----- INPUT RECORDS

//! Sparse boolean graph.
//!
//! Each node owns a sorted vector of neighbour indices, so membership tests are
//! binary searches and sorted neighbour lists can be intersected in linear time.
//! Undirected graphs store every edge in both lists.

use serde::{Deserialize, Serialize};

#[derive(Debug, Clone, PartialEq, Eq, Serialize, Deserialize)]
pub struct SbGraph {
    directed: bool,
    adjacency: Vec<Vec<usize>>,
}

impl SbGraph {
    /// Create a graph with `num_nodes` nodes and no edges.
    pub fn new(num_nodes: usize, directed: bool) -> Self {
        SbGraph {
            directed,
            adjacency: vec![Vec::new(); num_nodes],
        }
    }

    #[inline]
    pub fn num_nodes(&self) -> usize {
        self.adjacency.len()
    }

    pub fn is_directed(&self) -> bool {
        self.directed
    }

    /// Number of edges; an undirected edge counts once.
    pub fn num_edges(&self) -> usize {
        let total: usize = self.adjacency.iter().map(Vec::len).sum();
        if self.directed {
            total
        } else {
            let loops = self
                .adjacency
                .iter()
                .enumerate()
                .filter(|(i, n)| n.binary_search(i).is_ok())
                .count();
            (total - loops) / 2 + loops
        }
    }

    /// Insert the edge `from → to`.
    ///
    /// Return
    /// ------
    /// * `true` if the edge was not present before
    ///
    /// # Panics
    ///
    /// Panics if either endpoint is out of range.
    pub fn add_edge(&mut self, from: usize, to: usize) -> bool {
        assert!(
            from < self.num_nodes() && to < self.num_nodes(),
            "edge ({from}, {to}) out of range for {} nodes",
            self.num_nodes()
        );
        let added = insert_sorted(&mut self.adjacency[from], to);
        if !self.directed && from != to {
            insert_sorted(&mut self.adjacency[to], from);
        }
        added
    }

    /// Remove the edge `from → to`; returns whether it existed.
    pub fn remove_edge(&mut self, from: usize, to: usize) -> bool {
        if from >= self.num_nodes() || to >= self.num_nodes() {
            return false;
        }
        let removed = remove_sorted(&mut self.adjacency[from], to);
        if !self.directed && from != to {
            remove_sorted(&mut self.adjacency[to], from);
        }
        removed
    }

    pub fn has_edge(&self, from: usize, to: usize) -> bool {
        self.adjacency
            .get(from)
            .is_some_and(|n| n.binary_search(&to).is_ok())
    }

    /// Sorted neighbours of `node`; empty for an out-of-range node.
    pub fn neighbors(&self, node: usize) -> &[usize] {
        self.adjacency.get(node).map_or(&[], Vec::as_slice)
    }

    pub fn degree(&self, node: usize) -> usize {
        self.neighbors(node).len()
    }

    /// Drop every edge leaving `node` (and, for undirected graphs, entering it).
    pub fn clear_node(&mut self, node: usize) {
        if node >= self.num_nodes() {
            return;
        }
        let old = std::mem::take(&mut self.adjacency[node]);
        if !self.directed {
            for n in old {
                if n != node {
                    remove_sorted(&mut self.adjacency[n], node);
                }
            }
        }
    }
}

fn insert_sorted(list: &mut Vec<usize>, value: usize) -> bool {
    match list.binary_search(&value) {
        Ok(_) => false,
        Err(at) => {
            list.insert(at, value);
            true
        }
    }
}

fn remove_sorted(list: &mut Vec<usize>, value: usize) -> bool {
    match list.binary_search(&value) {
        Ok(at) => {
            list.remove(at);
            true
        }
        Err(_) => false,
    }
}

----------

ACTIVITY:
If a line in the records above has the word "added", copy it out.

OUTPUT FOR THIS EXERCISE:
        let added = insert_sorted(&mut self.adjacency[from], to);
        added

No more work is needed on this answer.